Such a training device is known from EP 0 853 961 B1. On such a training device, a computing unit supplies a frequency converter with setpoint values for the amperage and the frequency of the current of a three phase AC motor provided for generating torque. The computing unit is supplied with the output signal of a position sensor measuring the position of a motor-driven crank which acts as a training element. By means of stored tables containing all the relevant machine-specific parameters, the computing unit calculates from the position value the values of the amperage and frequency of the motor current required for a desired course of the torque over position.

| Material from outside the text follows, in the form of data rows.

use serde::{Deserialize, Serialize};

use crate::audio::mix::{MixPolicy, MixerOptions};

#[derive(Debug, Deserialize, Serialize, Clone)]
pub struct MixerConfig {
    #[serde(default = "default_gain")]
    pub mic_gain: f32,
    #[serde(default = "default_gain")]
    pub custom_gain: f32,
    #[serde(default)]
    pub policy: MixPolicy,
}

impl MixerConfig {
    pub fn options(&self) -> MixerOptions {
        MixerOptions {
            mic_gain: self.mic_gain.max(0.0),
            custom_gain: self.custom_gain.max(0.0),
            policy: self.policy,
        }
    }
}

impl Default for MixerConfig {
    fn default() -> Self {
        Self {
            mic_gain: default_gain(),
            custom_gain: default_gain(),
            policy: MixPolicy::default(),
        }
    }
}

fn default_gain() -> f32 {
    1.0
}
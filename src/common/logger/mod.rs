use std::{fs, path::Path};

use tracing_subscriber::{EnvFilter, fmt, prelude::*};

pub mod formatter;
pub mod writer;

pub use formatter::*;
pub(crate) use writer::*;

use crate::configs::LoggingConfig;

/// Builds the filter directive string from the configured level and extra
/// per-target filters. Symphonia's probe chatter is capped at `warn`.
pub fn filter_directives(logging: Option<&LoggingConfig>) -> String {
    let level = logging
        .and_then(|l| l.level.as_deref())
        .unwrap_or("info");
    let filters = logging.and_then(|l| l.filters.as_deref()).unwrap_or("");

    if filters.is_empty() {
        format!("{},symphonia=warn", level)
    } else {
        format!("{},symphonia=warn,{}", level, filters)
    }
}

/// Installs the global tracing subscriber. `RUST_LOG` takes precedence over the
/// configured level.
pub fn init(logging: Option<&LoggingConfig>) {
    let env_filter = EnvFilter::try_from_default_env()
        .unwrap_or_else(|_| EnvFilter::new(filter_directives(logging)));

    let stdout_layer = fmt::layer()
        .event_format(EngineFormatter::new(true))
        .with_ansi(true);

    let file_layer = logging.and_then(|l| l.file.as_ref()).map(|file_config| {
        if let Some(parent) = Path::new(&file_config.path).parent() {
            if let Err(e) = fs::create_dir_all(parent) {
                eprintln!("Failed to create log directory: {}", e);
            }
        }

        fmt::layer()
            .with_writer(LineCappedWriter::new(
                file_config.path.clone(),
                file_config.max_lines,
            ))
            .event_format(EngineFormatter::new(false))
            .with_ansi(false)
    });

    let _ = tracing_subscriber::registry()
        .with(env_filter)
        .with(stdout_layer)
        .with(file_layer)
        .try_init();
}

This known training device works in a quite satisfactory manner, but can be further improved with regard to certain functional requirements. Especially the use of such training devices in medical rehabilitation centres thus requires both high accuracy in maintaining a desired torque and limit stops which can precisely be adjusted for the range of movement of the training element. Such limit stops are particularly significant, for example, when the maximum deflection angle of a joint of the body after surgery is to be restored to its normal value by means of workout exercises in defined steps.
A training device having a three phase AC motor for generating torque is known from FR 2 709 067 A1, where both the speed of rotation of the motor is measured by a frequency-analogue rate sensor and the torque output is measured by a force sensor. The speed of rotation measured is used for controlling the frequency and the torque measured is used for controlling the motor current. The concept of this training device thus comprises two sensors and two interconnected control loops and its implementation therefore involves relatively high design complexity. Measuring the force by a sensor further involves potential problems such as the effects of temperature, drift as well as malfunctions resulting from vibration or impacts.